Required work: Output the entries below so that they read exactly as they do now.

Extracted information:
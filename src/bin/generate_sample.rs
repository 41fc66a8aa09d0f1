use std::sync::Arc;

use arrow::array::{Float64Array, Int32Array, Int64Array, ListBuilder, StringArray, StringBuilder};
use arrow::datatypes::{DataType, Field, Schema};
use arrow::record_batch::RecordBatch;
use parquet::arrow::ArrowWriter;

use rusty_wheels::data::category::CategoryKey;
use rusty_wheels::data::model::{CONDITIONS, DISTRICTS, FUEL_TYPES, TRANSMISSIONS};
use rusty_wheels::data::taxonomy::Taxonomy;

/// Minimal deterministic PRNG (xoshiro256**)
struct SimpleRng {
    state: [u64; 4],
}

impl SimpleRng {
    fn new(seed: u64) -> Self {
        let mut s = [0u64; 4];
        let mut x = seed;
        for slot in &mut s {
            x = x.wrapping_mul(6364136223846793005).wrapping_add(1);
            *slot = x;
        }
        SimpleRng { state: s }
    }

    fn next_u64(&mut self) -> u64 {
        let result = (self.state[1].wrapping_mul(5))
            .rotate_left(7)
            .wrapping_mul(9);
        let t = self.state[1] << 17;
        self.state[2] ^= self.state[0];
        self.state[3] ^= self.state[1];
        self.state[1] ^= self.state[2];
        self.state[0] ^= self.state[3];
        self.state[2] ^= t;
        self.state[3] = self.state[3].rotate_left(45);
        result
    }

    fn next_f64(&mut self) -> f64 {
        (self.next_u64() >> 11) as f64 / (1u64 << 53) as f64
    }

    fn below(&mut self, n: usize) -> usize {
        (self.next_u64() % n as u64) as usize
    }

    fn pick<'a, T>(&mut self, items: &'a [T]) -> &'a T {
        &items[self.below(items.len())]
    }
}

/// (form label, taxonomy category, base price in rupees)
const KINDS: [(&str, CategoryKey, f64); 7] = [
    ("Car", CategoryKey::Cars, 6_000_000.0),
    ("SUV/Jeep", CategoryKey::Suvs, 14_000_000.0),
    ("Van", CategoryKey::Vans, 8_000_000.0),
    ("Pickup/Double Cab", CategoryKey::Pickups, 11_000_000.0),
    ("Three Wheel", CategoryKey::ThreeWheel, 1_400_000.0),
    ("Motorcycle", CategoryKey::Motorbikes, 450_000.0),
    ("Lorry/Tipper", CategoryKey::Lorries, 9_000_000.0),
];

const SELLERS: [&str; 5] = ["Nimal Perera", "Kasun Silva", "Ayesha Fernando", "Ruwan Jayasinghe", "Dilani Wickramasinghe"];

struct Row {
    id: String,
    title: String,
    make: String,
    model: String,
    listing_type: String,
    condition: String,
    transmission: String,
    fuel_type: String,
    district: String,
    price: f64,
    year: i32,
    mileage: i64,
    seller: String,
    posted: String,
}

fn main() {
    let taxonomy = Taxonomy::builtin().expect("built-in taxonomy");
    let mut rng = SimpleRng::new(42);
    let n_rows = 240;

    let mut rows = Vec::with_capacity(n_rows);
    while rows.len() < n_rows {
        let &(label, category, base_price) = rng.pick(&KINDS);
        let makes: Vec<&str> = taxonomy
            .makes(category)
            .into_iter()
            .filter(|m| !taxonomy.models(category, m).is_empty())
            .collect();
        if makes.is_empty() {
            continue;
        }
        let make = *rng.pick(&makes);
        let model = rng.pick(taxonomy.models(category, make)).clone();

        let year = 1995 + rng.below(31) as i32;
        let age = (2026 - year).max(0) as f64;
        let depreciation = (1.0 - 0.04 * age).max(0.15);
        let price = (base_price * depreciation * (0.7 + 0.6 * rng.next_f64()) / 10_000.0).round() * 10_000.0;
        let condition = if year >= 2024 {
            CONDITIONS[0]
        } else {
            *rng.pick(&CONDITIONS[1..])
        };
        let id = rows.len() + 1;

        rows.push(Row {
            id: format!("L{id:05}"),
            title: format!("{make} {model} {year}"),
            make: make.to_string(),
            model,
            listing_type: label.to_string(),
            condition: condition.to_string(),
            transmission: rng.pick(&TRANSMISSIONS).to_string(),
            fuel_type: rng.pick(&FUEL_TYPES).to_string(),
            district: rng.pick(&DISTRICTS).to_string(),
            price,
            year,
            mileage: (age * 9_000.0 * (0.5 + rng.next_f64())) as i64,
            seller: rng.pick(&SELLERS).to_string(),
            posted: format!("2026-{:02}-{:02}", 1 + rng.below(9), 1 + rng.below(28)),
        });
    }

    let strings = |f: fn(&Row) -> &str| StringArray::from(rows.iter().map(f).collect::<Vec<_>>());

    let mut images = ListBuilder::new(StringBuilder::new());
    for _ in &rows {
        images.append(true);
    }

    let list_of_utf8 = DataType::List(Arc::new(Field::new("item", DataType::Utf8, true)));
    let schema = Arc::new(Schema::new(vec![
        Field::new("id", DataType::Utf8, false),
        Field::new("title", DataType::Utf8, false),
        Field::new("make", DataType::Utf8, false),
        Field::new("model", DataType::Utf8, false),
        Field::new("type", DataType::Utf8, false),
        Field::new("condition", DataType::Utf8, false),
        Field::new("transmission", DataType::Utf8, false),
        Field::new("fuelType", DataType::Utf8, false),
        Field::new("district", DataType::Utf8, false),
        Field::new("price", DataType::Float64, false),
        Field::new("year", DataType::Int32, false),
        Field::new("mileage", DataType::Int64, false),
        Field::new("images", list_of_utf8, true),
        Field::new("sellerName", DataType::Utf8, false),
        Field::new("postedDate", DataType::Utf8, false),
    ]));

    let batch = RecordBatch::try_new(
        schema.clone(),
        vec![
            Arc::new(strings(|r| &r.id)),
            Arc::new(strings(|r| &r.title)),
            Arc::new(strings(|r| &r.make)),
            Arc::new(strings(|r| &r.model)),
            Arc::new(strings(|r| &r.listing_type)),
            Arc::new(strings(|r| &r.condition)),
            Arc::new(strings(|r| &r.transmission)),
            Arc::new(strings(|r| &r.fuel_type)),
            Arc::new(strings(|r| &r.district)),
            Arc::new(Float64Array::from(rows.iter().map(|r| r.price).collect::<Vec<_>>())),
            Arc::new(Int32Array::from(rows.iter().map(|r| r.year).collect::<Vec<_>>())),
            Arc::new(Int64Array::from(rows.iter().map(|r| r.mileage).collect::<Vec<_>>())),
            Arc::new(images.finish()),
            Arc::new(strings(|r| &r.seller)),
            Arc::new(strings(|r| &r.posted)),
        ],
    )
    .expect("Failed to create RecordBatch");

    // Write Parquet
    let output_path = "sample_listings.parquet";
    let file = std::fs::File::create(output_path).expect("Failed to create output file");
    let mut writer = ArrowWriter::try_new(file, schema, None).expect("Failed to create writer");
    writer.write(&batch).expect("Failed to write batch");
    writer.close().expect("Failed to close writer");

    println!("Wrote {} listings to {output_path}", rows.len());
}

Task response:
filename src/bin/generate_sample.rs
repository 41fc66a8aa09d0f1
use std::sync::Arc;

use arrow::array::{Float64Array, Int32Array, Int64Array, ListBuilder, StringArray, StringBuilder};
use arrow::datatypes::{DataType, Field, Schema};
use arrow::record_batch::RecordBatch;
use parquet::arrow::ArrowWriter;

use rusty_wheels::data::category::CategoryKey;
use rusty_wheels::data::model::{CONDITIONS, DISTRICTS, FUEL_TYPES, TRANSMISSIONS};
use rusty_wheels::data::taxonomy::Taxonomy;

/// Minimal deterministic PRNG (xoshiro256**)
struct SimpleRng {
    state: [u64; 4],
}

impl SimpleRng {
    fn new(seed: u64) -> Self {
        let mut s = [0u64; 4];
        let mut x = seed;
        for slot in &mut s {
            x = x.wrapping_mul(6364136223846793005).wrapping_add(1);
            *slot = x;
        }
        SimpleRng { state: s }
    }

    fn next_u64(&mut self) -> u64 {
        let result = (self.state[1].wrapping_mul(5))
            .rotate_left(7)
            .wrapping_mul(9);
        let t = self.state[1] << 17;
        self.state[2] ^= self.state[0];
        self.state[3] ^= self.state[1];
        self.state[1] ^= self.state[2];
        self.state[0] ^= self.state[3];
        self.state[2] ^= t;
        self.state[3] = self.state[3].rotate_left(45);
        result
    }

    fn next_f64(&mut self) -> f64 {
        (self.next_u64() >> 11) as f64 / (1u64 << 53) as f64
    }

    fn below(&mut self, n: usize) -> usize {
        (self.next_u64() % n as u64) as usize
    }

    fn pick<'a, T>(&mut self, items: &'a [T]) -> &'a T {
        &items[self.below(items.len())]
    }
}

/// (form label, taxonomy category, base price in rupees)
const KINDS: [(&str, CategoryKey, f64); 7] = [
    ("Car", CategoryKey::Cars, 6_000_000.0),
    ("SUV/Jeep", CategoryKey::Suvs, 14_000_000.0),
    ("Van", CategoryKey::Vans, 8_000_000.0),
    ("Pickup/Double Cab", CategoryKey::Pickups, 11_000_000.0),
    ("Three Wheel", CategoryKey::ThreeWheel, 1_400_000.0),
    ("Motorcycle", CategoryKey::Motorbikes, 450_000.0),
    ("Lorry/Tipper", CategoryKey::Lorries, 9_000_000.0),
];

const SELLERS: [&str; 5] = ["Nimal Perera", "Kasun Silva", "Ayesha Fernando", "Ruwan Jayasinghe", "Dilani Wickramasinghe"];

struct Row {
    id: String,
    title: String,
    make: String,
    model: String,
    listing_type: String,
    condition: String,
    transmission: String,
    fuel_type: String,
    district: String,
    price: f64,
    year: i32,
    mileage: i64,
    seller: String,
    posted: String,
}

fn main() {
    let taxonomy = Taxonomy::builtin().expect("built-in taxonomy");
    let mut rng = SimpleRng::new(42);
    let n_rows = 240;

    let mut rows = Vec::with_capacity(n_rows);
    while rows.len() < n_rows {
        let &(label, category, base_price) = rng.pick(&KINDS);
        let makes: Vec<&str> = taxonomy
            .makes(category)
            .into_iter()
            .filter(|m| !taxonomy.models(category, m).is_empty())
            .collect();
        if makes.is_empty() {
            continue;
        }
        let make = *rng.pick(&makes);
        let model = rng.pick(taxonomy.models(category, make)).clone();

        let year = 1995 + rng.below(31) as i32;
        let age = (2026 - year).max(0) as f64;
        let depreciation = (1.0 - 0.04 * age).max(0.15);
        let price = (base_price * depreciation * (0.7 + 0.6 * rng.next_f64()) / 10_000.0).round() * 10_000.0;
        let condition = if year >= 2024 {
            CONDITIONS[0]
        } else {
            *rng.pick(&CONDITIONS[1..])
        };
        let id = rows.len() + 1;

        rows.push(Row {
            id: format!("L{id:05}"),
            title: format!("{make} {model} {year}"),
            make: make.to_string(),
            model,
            listing_type: label.to_string(),
            condition: condition.to_string(),
            transmission: rng.pick(&TRANSMISSIONS).to_string(),
            fuel_type: rng.pick(&FUEL_TYPES).to_string(),
            district: rng.pick(&DISTRICTS).to_string(),
            price,
            year,
            mileage: (age * 9_000.0 * (0.5 + rng.next_f64())) as i64,
            seller: rng.pick(&SELLERS).to_string(),
            posted: format!("2026-{:02}-{:02}", 1 + rng.below(9), 1 + rng.below(28)),
        });
    }

    let strings = |f: fn(&Row) -> &str| StringArray::from(rows.iter().map(f).collect::<Vec<_>>());

    let mut images = ListBuilder::new(StringBuilder::new());
    for _ in &rows {
        images.append(true);
    }

    let list_of_utf8 = DataType::List(Arc::new(Field::new("item", DataType::Utf8, true)));
    let schema = Arc::new(Schema::new(vec![
        Field::new("id", DataType::Utf8, false),
        Field::new("title", DataType::Utf8, false),
        Field::new("make", DataType::Utf8, false),
        Field::new("model", DataType::Utf8, false),
        Field::new("type", DataType::Utf8, false),
        Field::new("condition", DataType::Utf8, false),
        Field::new("transmission", DataType::Utf8, false),
        Field::new("fuelType", DataType::Utf8, false),
        Field::new("district", DataType::Utf8, false),
        Field::new("price", DataType::Float64, false),
        Field::new("year", DataType::Int32, false),
        Field::new("mileage", DataType::Int64, false),
        Field::new("images", list_of_utf8, true),
        Field::new("sellerName", DataType::Utf8, false),
        Field::new("postedDate", DataType::Utf8, false),
    ]));

    let batch = RecordBatch::try_new(
        schema.clone(),
        vec![
            Arc::new(strings(|r| &r.id)),
            Arc::new(strings(|r| &r.title)),
            Arc::new(strings(|r| &r.make)),
            Arc::new(strings(|r| &r.model)),
            Arc::new(strings(|r| &r.listing_type)),
            Arc::new(strings(|r| &r.condition)),
            Arc::new(strings(|r| &r.transmission)),
            Arc::new(strings(|r| &r.fuel_type)),
            Arc::new(strings(|r| &r.district)),
            Arc::new(Float64Array::from(rows.iter().map(|r| r.price).collect::<Vec<_>>())),
            Arc::new(Int32Array::from(rows.iter().map(|r| r.year).collect::<Vec<_>>())),
            Arc::new(Int64Array::from(rows.iter().map(|r| r.mileage).collect::<Vec<_>>())),
            Arc::new(images.finish()),
            Arc::new(strings(|r| &r.seller)),
            Arc::new(strings(|r| &r.posted)),
        ],
    )
    .expect("Failed to create RecordBatch");

    // Write Parquet
    let output_path = "sample_listings.parquet";
    let file = std::fs::File::create(output_path).expect("Failed to create output file");
    let mut writer = ArrowWriter::try_new(file, schema, None).expect("Failed to create writer");
    writer.write(&batch).expect("Failed to write batch");
    writer.close().expect("Failed to close writer");

    println!("Wrote {} listings to {output_path}", rows.len());
}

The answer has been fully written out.